Stored items:

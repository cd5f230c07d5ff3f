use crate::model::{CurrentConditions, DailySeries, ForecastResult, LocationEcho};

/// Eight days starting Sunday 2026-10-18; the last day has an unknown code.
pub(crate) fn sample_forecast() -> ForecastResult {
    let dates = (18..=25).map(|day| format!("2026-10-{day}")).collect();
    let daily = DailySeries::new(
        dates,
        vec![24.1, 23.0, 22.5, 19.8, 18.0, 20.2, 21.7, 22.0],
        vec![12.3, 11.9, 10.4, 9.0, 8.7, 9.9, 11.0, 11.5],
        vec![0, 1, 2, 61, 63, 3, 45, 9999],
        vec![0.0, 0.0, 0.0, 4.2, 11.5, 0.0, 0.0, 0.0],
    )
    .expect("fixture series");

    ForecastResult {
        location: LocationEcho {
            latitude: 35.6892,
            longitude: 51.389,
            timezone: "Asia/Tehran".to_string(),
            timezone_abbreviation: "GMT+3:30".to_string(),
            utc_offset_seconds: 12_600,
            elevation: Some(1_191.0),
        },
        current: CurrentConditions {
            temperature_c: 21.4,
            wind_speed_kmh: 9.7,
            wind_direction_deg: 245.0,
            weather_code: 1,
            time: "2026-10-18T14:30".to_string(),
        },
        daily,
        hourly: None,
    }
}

DESCRIPTION OF THE TASK: Show every line above in which the word "ForecastResult" appears.

OUTPUT OF THE TASK:
use crate::model::{CurrentConditions, DailySeries, ForecastResult, LocationEcho};
pub(crate) fn sample_forecast() -> ForecastResult {
    ForecastResult {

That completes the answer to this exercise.